In comparison to the previous design, all this diagnostic information makes the commissioning task easier.
Normal operating procedures were intensively used during the commissioning period; this contributed, in addition to training periods on simulators, to improving operators’ knowledge of the system. In the same way, tests such as loss of external power supply, loss of DC supply and safety injection, were performed during hot functional tests using incidental procedures based on state approach procedures; it led to calm testing periods, with good cooperation between operation and startup teams.
The behaviour of the main new components is quite satisfactory. From the performance perspective the net output power of 1500MWe is 2% higher than expected under normal operating conditions. It allows each unit to produce more than 1TWh per month and to reach a net output power of 1530MWe under cold weather conditions.
COMMISSIONING
CHOOZ AND CIVAUX
The Chooz units underwent a year-long outage after startup during which design and construction upgrades were made to the residual heat removal (RHR) systems and the main turbines.

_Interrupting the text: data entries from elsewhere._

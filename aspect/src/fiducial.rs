//! Fiducial candidates from matched filtering of the solar region.

use nalgebra::Point2;
use ndarray::{s, Array2, ArrayView2};
use serde::{Deserialize, Serialize};

use crate::config::AspectConfig;
use crate::kernel::Kernel;
use crate::roi::{safe_range, Roi};
use crate::stats::mean_std;

/// A sub-pixel fiducial position in full-frame coordinates
#[derive(Debug, Clone, Copy, PartialEq, Serialize, Deserialize)]
pub struct FiducialCandidate {
    pub position: Point2<f64>,
    /// Correlation peak height in standard deviations above the surface mean
    pub strength: f64,
}

/// Integer local maximum on the correlation surface
#[derive(Debug, Clone, Copy)]
struct Peak {
    row: usize,
    col: usize,
    value: f64,
}

pub struct FiducialFinder<'a> {
    kernel: &'a Kernel,
    threshold_sigma: f64,
    separation: usize,
    capacity: usize,
    refine_half_width: usize,
}

impl<'a> FiducialFinder<'a> {
    pub fn new(kernel: &'a Kernel, config: &AspectConfig) -> Self {
        Self {
            kernel,
            threshold_sigma: config.fiducial_threshold,
            separation: 2 * config.fiducial_length,
            capacity: config.num_fiducials,
            refine_half_width: config.fiducial_width,
        }
    }

    /// Locate up to `capacity` fiducials inside `roi`.
    ///
    /// Intensities are clipped at `frame_max` first so saturated regions do not
    /// dominate the correlation.
    pub fn find(
        &self,
        frame: ArrayView2<u8>,
        roi: &Roi,
        frame_max: u8,
    ) -> Vec<FiducialCandidate> {
        let ceiling = frame_max as f64;
        let image = roi.view(frame).mapv(|v| (v as f64).min(ceiling));
        let surface = self.kernel.correlate(image.view());

        let Ok(stats) = mean_std(surface.iter().copied()) else {
            return Vec::new();
        };
        if stats.std_dev <= 0.0 {
            return Vec::new();
        }

        let peaks = self.local_maxima(&surface, stats.mean + self.threshold_sigma * stats.std_dev);

        let (roi_x, roi_y) = roi.offset();
        let half = (self.kernel.side() / 2) as f64;
        let offset = Point2::new(roi_x as f64 + half, roi_y as f64 + half);
        let loose = stats.mean + self.threshold_sigma / 2.0 * stats.std_dev;

        let mut candidates: Vec<FiducialCandidate> = peaks
            .iter()
            .map(|peak| FiducialCandidate {
                position: self.refine(&surface, peak, loose) + offset.coords,
                strength: (peak.value - stats.mean) / stats.std_dev,
            })
            .collect();
        candidates.retain(|c| c.position.x.is_finite() && c.position.y.is_finite());

        log::trace!(
            "correlation mean {:.1} sd {:.1}: {} peaks kept",
            stats.mean,
            stats.std_dev,
            candidates.len()
        );
        candidates
    }

    /// Strict 4-neighbour maxima above `threshold`, deduplicated and capped.
    ///
    /// A maximum within the exclusion box of an existing peak replaces it when
    /// stronger and is dropped otherwise. With the list full, a new maximum evicts
    /// the weakest kept peak if stronger.
    fn local_maxima(&self, surface: &Array2<f64>, threshold: f64) -> Vec<Peak> {
        let (rows, cols) = surface.dim();
        let mut peaks: Vec<Peak> = Vec::new();
        if self.capacity == 0 {
            return peaks;
        }

        for m in 1..rows.saturating_sub(1) {
            for n in 1..cols.saturating_sub(1) {
                let value = surface[[m, n]];
                if value <= threshold
                    || value <= surface[[m, n + 1]]
                    || value <= surface[[m, n - 1]]
                    || value <= surface[[m + 1, n]]
                    || value <= surface[[m - 1, n]]
                {
                    continue;
                }
                let peak = Peak {
                    row: m,
                    col: n,
                    value,
                };

                if let Some(existing) = peaks.iter_mut().find(|p| {
                    p.row.abs_diff(m) < self.separation && p.col.abs_diff(n) < self.separation
                }) {
                    if value > existing.value {
                        *existing = peak;
                    }
                    continue;
                }

                if peaks.len() < self.capacity {
                    peaks.push(peak);
                } else if let Some(weakest) = peaks
                    .iter_mut()
                    .reduce(|weakest, p| if p.value < weakest.value { p } else { weakest })
                {
                    if value > weakest.value {
                        *weakest = peak;
                    }
                }
            }
        }
        peaks
    }

    /// Weighted centroid of the surface values above `threshold` around `peak`,
    /// in surface coordinates
    fn refine(&self, surface: &Array2<f64>, peak: &Peak, threshold: f64) -> Point2<f64> {
        let w = self.refine_half_width as f64;
        let rows = safe_range(
            peak.row as f64 - w,
            peak.row as f64 + w + 1.0,
            surface.nrows(),
        );
        let cols = safe_range(
            peak.col as f64 - w,
            peak.col as f64 + w + 1.0,
            surface.ncols(),
        );

        let mut sum_row = 0.0;
        let mut sum_col = 0.0;
        let mut total = 0.0;
        let window = surface.slice(s![rows.clone(), cols.clone()]);
        for ((r, c), &value) in window.indexed_iter() {
            if value > threshold {
                sum_row += (rows.start + r) as f64 * value;
                sum_col += (cols.start + c) as f64 * value;
                total += value;
            }
        }

        Point2::new(sum_col / total, sum_row / total)
    }
}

Arabelle’s HP and MP cylinder diaphragms were replaced, and the RHR system was reconditioned following the Civaux 1 incident. Since then, the units have been operating satisfactorily at full power. Chooz B1’s first fuel cycle was completed in mid-October 1999 and that of Chooz B2 in spring 2000.
The two N4 units at Civaux have some features not found at Chooz B. The safety auxiliaries are cooled using a closed-flow system aided by forced-circulation air coolants. The pipes and fittings for the raw water systems are made of composites. Finally, high-performance concrete is used for the reactor building’s inner containment. The last N4 unit, Civaux 2, reached full power in June 2000.

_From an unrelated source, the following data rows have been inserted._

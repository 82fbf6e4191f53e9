//! Small numeric helpers shared across the pipeline stages.

use std::collections::BTreeMap;

use nalgebra::{Point2, Rotation2};

use crate::error::FitError;

/// Least-squares straight line `y = intercept + slope * x`
#[derive(Debug, Clone, Copy, PartialEq)]
pub struct LineFit {
    pub intercept: f64,
    pub slope: f64,
}

impl LineFit {
    /// Abscissa where the line reaches `y`
    pub fn solve_for_x(&self, y: f64) -> f64 {
        (y - self.intercept) / self.slope
    }

    pub fn evaluate(&self, x: f64) -> f64 {
        self.intercept + self.slope * x
    }
}

/// Ordinary least-squares line through `(x, y)`.
///
/// Degenerate abscissae (all equal) give a non-finite slope rather than an error;
/// callers that care check `is_finite` on whatever they derive from it.
pub fn fit_line(x: &[f64], y: &[f64]) -> Result<LineFit, FitError> {
    if x.len() != y.len() {
        return Err(FitError::LengthMismatch {
            x_len: x.len(),
            y_len: y.len(),
        });
    }
    if x.len() < 2 {
        return Err(FitError::InsufficientData {
            expected: 2,
            got: x.len(),
        });
    }

    let n = x.len() as f64;
    let sum_x: f64 = x.iter().sum();
    let sum_y: f64 = y.iter().sum();
    let sum_xx: f64 = x.iter().map(|v| v * v).sum();
    let sum_xy: f64 = x.iter().zip(y).map(|(a, b)| a * b).sum();

    let denom = n * sum_xx - sum_x * sum_x;
    let slope = (n * sum_xy - sum_x * sum_y) / denom;
    let intercept = (sum_y - slope * sum_x) / n;

    Ok(LineFit { intercept, slope })
}

/// Outcome of a majority vote
#[derive(Debug, Clone, Copy, PartialEq, Eq)]
pub enum Mode<T> {
    /// One value has strictly the highest count
    Unique(T),
    /// Two or more values share the highest count
    Tied,
    /// Nothing to vote on
    Empty,
}

/// Statistical mode of `values`, reporting ties explicitly.
///
/// The result does not depend on the order of `values`.
pub fn mode<T: Ord + Copy>(values: &[T]) -> Mode<T> {
    let mut counts: BTreeMap<T, usize> = BTreeMap::new();
    for &value in values {
        *counts.entry(value).or_insert(0) += 1;
    }

    let Some(&best) = counts.values().max() else {
        return Mode::Empty;
    };
    let mut winners = counts.iter().filter(|(_, &count)| count == best);
    match (winners.next(), winners.next()) {
        (Some((&value, _)), None) => Mode::Unique(value),
        (Some(_), Some(_)) => Mode::Tied,
        (None, _) => Mode::Empty,
    }
}

/// Rotate `point` about the origin by `angle_deg` degrees, counter-clockwise in a
/// right-handed frame.
pub fn rotate_deg(point: Point2<f64>, angle_deg: f64) -> Point2<f64> {
    Rotation2::new(angle_deg.to_radians()) * point
}

pub fn distance(a: &Point2<f64>, b: &Point2<f64>) -> f64 {
    nalgebra::distance(a, b)
}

Considerable attention was given to the matter of amoebas in some of the nuclear units in 1999. These micro-organisms can develop only when water temperatures rise above 40°C and when no copper is present. This restricts their proliferation to the summer and a few sites, including Civaux. In March1999 work began to implement a system to treat the secondary system’s water cooling processing system using ultraviolet rays. The system, still in the prototype stage, should eliminate all releases of processing products. The system went into service in August 1999.